Rod Liddle Rod Liddle

The National Trust and the evils of heteronormative history

There is a satirical website called ‘Guardian headline generator’ which purports to offer a service to aspirant journalists who wish to be published in the floundering, godawful rag. Press a button on the site and it will give you your subject matter for a typical article, such as: ‘Islamophobic white men will soon be widening the gender pay gap. This shouldn’t happen in 21st-century Britain.’ It even gives you a suitable name for your byline — in this case Jessica Veryangry.

The problem, however — as the website rather forlornly admits — is that increasingly it is out-satirised by real Guardian headlines. It simply cannot match the woke idiocy and hysteria, nor the craving for victim-hood. Indeed, just before writing this piece I clicked on the Guardian’s site and immediately saw this headline: ‘Carcinogens in your cosmetics? Welcome to Brexit Britain.’

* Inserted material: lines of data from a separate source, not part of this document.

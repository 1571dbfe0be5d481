//! Rule compilation and evaluation.
//!
//! A rule is a named conjunction of filters, optionally restricted to one
//! item kind. Evaluation is pure and total: the kind restriction short-
//! circuits before any filter runs, and filters evaluate in declaration
//! order with AND short-circuit. There is no OR between filters, only
//! inside a single pattern via alternation syntax.

use crate::config::RuleSpec;
use crate::domain::{Item, ItemKind};
use crate::errors::{ConfigError, ConfigErrors};
use crate::filter::{Field, Matcher};
use chrono::{DateTime, Utc};
use std::str::FromStr;

/// A rule with all of its filters compiled
#[derive(Debug, Clone)]
pub struct CompiledRule {
    /// Unique rule name (the key in the `rules` mapping)
    pub id: String,
    /// Display string shown to maintainers
    pub name: String,
    /// Suggested remediation text
    pub resolution: Option<String>,
    /// Restrict matching to one item kind
    pub kind: Option<ItemKind>,
    matchers: Vec<Matcher>,
}

impl CompiledRule {
    /// Compile one rule definition, recording every defect in `errors`.
    ///
    /// Returns `None` when any filter failed to compile; the caller is
    /// already committed to failing the whole configuration in that case.
    pub fn compile(id: &str, spec: &RuleSpec, errors: &mut ConfigErrors) -> Option<CompiledRule> {
        let before = errors.len();

        let kind = match &spec.kind {
            Some(value) => match ItemKind::from_str(value) {
                Ok(kind) => Some(kind),
                Err(_) => {
                    errors.push(ConfigError::InvalidRuleType {
                        rule: id.to_string(),
                        value: value.clone(),
                    });
                    None
                }
            },
            None => None,
        };

        let mut matchers = Vec::with_capacity(spec.filters.len());
        for (index, entry) in spec.filters.iter().enumerate() {
            if entry.len() != 1 {
                errors.push(ConfigError::AmbiguousFilter {
                    rule: id.to_string(),
                    index,
                    count: entry.len(),
                });
                continue;
            }
            let (field_name, pattern) = entry.iter().next().expect("entry has one element");

            let Some(field) = Field::parse(field_name) else {
                errors.push(ConfigError::UnknownField {
                    rule: id.to_string(),
                    index,
                    field: field_name.clone(),
                });
                continue;
            };

            match Matcher::compile(id, index, field, pattern) {
                Ok(matcher) => matchers.push(matcher),
                Err(error) => errors.push(error),
            }
        }

        if errors.len() > before {
            return None;
        }

        Some(CompiledRule {
            id: id.to_string(),
            name: spec.name.clone(),
            resolution: spec.resolution.clone(),
            kind,
            matchers,
        })
    }

    /// Check whether an item satisfies this rule.
    ///
    /// The kind restriction is checked first, so filters never see an item
    /// of the wrong kind; each filter then evaluates in declaration order
    /// and the first false predicate decides.
    pub fn matches(&self, item: &Item, now: DateTime<Utc>) -> bool {
        if let Some(kind) = self.kind {
            if item.kind != kind {
                return false;
            }
        }
        self.matchers.iter().all(|matcher| matcher.matches(item, now))
    }

    /// Number of compiled filters
    pub fn filter_count(&self) -> usize {
        self.matchers.len()
    }
}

That is every bit as stupid as the one about Islamophobic white men. I sometimes wonder if this is actually a tactic on the Guardian’s part — to deliberately place themselves beyond parody, perhaps following Marcuse’s dictum that humour is the last refuge of the bourgeois, and therefore should be undermined. Becoming more risible than a satirical headline is a fairly potent defence in that it makes parody otiose. The carpet is pulled from beneath the parodist’s feet.

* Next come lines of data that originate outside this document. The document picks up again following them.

//! Filter compilation: field/pattern pairs into typed matchers.
//!
//! A filter is pure data (a field selector plus a pattern string) until it
//! is compiled here into a `Matcher`, a typed predicate over a single item.
//! Compilation happens once at configuration load and never depends on any
//! item; evaluation is total over any well-formed item and cannot fail.

mod duration;

pub use duration::DurationWindow;

use crate::domain::{Item, ItemState};
use crate::errors::ConfigError;
use chrono::{DateTime, Utc};
use regex::Regex;
use std::str::FromStr;

/// Field selector for a filter
#[derive(Debug, Clone, Copy, PartialEq, Eq)]
pub enum Field {
    /// Regex over the item's label set (any label matches)
    Label,
    /// Precomputed boolean tag, or alternation of tags
    Tag,
    /// Regex over the full title text
    Title,
    /// Lifecycle state, exactly `open` or `closed`
    State,
    /// Signed duration against `updated_at`
    Updated,
    /// Signed duration against `last_response_at`
    Responded,
}

impl Field {
    /// Parse a field selector from configuration.
    pub fn parse(s: &str) -> Option<Field> {
        match s {
            "label" => Some(Field::Label),
            "tag" => Some(Field::Tag),
            "title" => Some(Field::Title),
            "state" => Some(Field::State),
            "updated" => Some(Field::Updated),
            "responded" => Some(Field::Responded),
            _ => None,
        }
    }
}

/// A compiled predicate over a single item
///
/// The string pattern grammar (leading `!` for negation, parenthesized
/// alternation for OR) is resolved here into explicit variants, so the
/// evaluator carries no string parsing at all.
#[derive(Debug, Clone)]
pub enum Matcher {
    /// True iff any/no label matches the regex
    Label { negated: bool, regex: Regex },
    /// True iff any/none of the named tags is true
    Tag { negated: bool, names: Vec<String> },
    /// True iff the title does/does not match the regex
    Title { negated: bool, regex: Regex },
    /// True iff the lifecycle state is equal
    State(ItemState),
    /// Window against `updated_at`
    Updated(DurationWindow),
    /// Window against `last_response_at`; a never-responded item is
    /// infinitely long ago
    Responded(DurationWindow),
}

impl Matcher {
    /// Compile one filter for the named rule.
    ///
    /// `rule` and `index` only locate the filter in error messages; the
    /// compiled matcher carries no trace of its origin.
    pub fn compile(
        rule: &str,
        index: usize,
        field: Field,
        pattern: &str,
    ) -> Result<Matcher, ConfigError> {
        match field {
            Field::Label => {
                let (negated, inner) = strip_negation(pattern);
                let regex = compile_regex(rule, index, inner)?;
                Ok(Matcher::Label { negated, regex })
            }
            Field::Title => {
                let (negated, inner) = strip_negation(pattern);
                let regex = compile_regex(rule, index, inner)?;
                Ok(Matcher::Title { negated, regex })
            }
            Field::Tag => {
                let (negated, inner) = strip_negation(pattern);
                let names = parse_tag_names(inner).map_err(|reason| {
                    ConfigError::InvalidTagPattern {
                        rule: rule.to_string(),
                        index,
                        pattern: pattern.to_string(),
                        reason,
                    }
                })?;
                Ok(Matcher::Tag { negated, names })
            }
            Field::State => match ItemState::from_str(pattern) {
                Ok(state) => Ok(Matcher::State(state)),
                Err(_) => Err(ConfigError::InvalidState {
                    rule: rule.to_string(),
                    index,
                    pattern: pattern.to_string(),
                }),
            },
            Field::Updated => {
                let window = parse_window(rule, index, pattern)?;
                Ok(Matcher::Updated(window))
            }
            Field::Responded => {
                let window = parse_window(rule, index, pattern)?;
                Ok(Matcher::Responded(window))
            }
        }
    }

    /// Evaluate this matcher against one item at `now`.
    pub fn matches(&self, item: &Item, now: DateTime<Utc>) -> bool {
        match self {
            Matcher::Label { negated, regex } => {
                let hit = item.labels.iter().any(|label| regex.is_match(label));
                hit != *negated
            }
            Matcher::Tag { negated, names } => {
                let hit = names.iter().any(|name| item.tag(name));
                hit != *negated
            }
            Matcher::Title { negated, regex } => regex.is_match(&item.title) != *negated,
            Matcher::State(state) => item.state == *state,
            Matcher::Updated(window) => window.contains(item.updated_at, now),
            Matcher::Responded(window) => match item.last_response_at {
                Some(ts) => window.contains(ts, now),
                None => window.matches_missing(),
            },
        }
    }
}

/// Split a leading `!` sentinel off a pattern.
fn strip_negation(pattern: &str) -> (bool, &str) {
    match pattern.strip_prefix('!') {
        Some(inner) => (true, inner),
        None => (false, pattern),
    }
}

fn compile_regex(rule: &str, index: usize, pattern: &str) -> Result<Regex, ConfigError> {
    Regex::new(pattern).map_err(|e| ConfigError::InvalidRegex {
        rule: rule.to_string(),
        index,
        pattern: pattern.to_string(),
        message: e.to_string(),
    })
}

fn parse_window(rule: &str, index: usize, pattern: &str) -> Result<DurationWindow, ConfigError> {
    DurationWindow::parse(pattern).ok_or_else(|| ConfigError::InvalidDuration {
        rule: rule.to_string(),
        index,
        pattern: pattern.to_string(),
    })
}

/// Parse a tag pattern into its constituent names.
///
/// Accepts a bare name or a parenthesized alternation `(a|b|c)`. The tag
/// vocabulary itself is open; names are never validated against a catalog.
fn parse_tag_names(pattern: &str) -> Result<Vec<String>, String> {
    if let Some(rest) = pattern.strip_prefix('(') {
        let inner = rest
            .strip_suffix(')')
            .ok_or_else(|| "unbalanced parenthesis".to_string())?;
        let names: Vec<String> = inner.split('|').map(|n| n.trim().to_string()).collect();
        if names.iter().any(|n| n.is_empty()) {
            return Err("empty alternation branch".to_string());
        }
        Ok(names)
    } else if pattern.contains(['(', ')', '|']) {
        Err("alternation must be parenthesized".to_string())
    } else if pattern.is_empty() {
        Err("empty tag name".to_string())
    } else {
        Ok(vec![pattern.to_string()])
    }
}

In a normal world it would not matter what headlines run in a very low circulation north London newspaper and so we should not get too worked up about them. The real problem, though, is that despite the complete and utter lack of appetite among the general public for the agitprop drivel spewed out each week by Jessica Veryangry and her many colleagues, the relentless guff is swallowed whole by the establishment, including the Conservative establishment.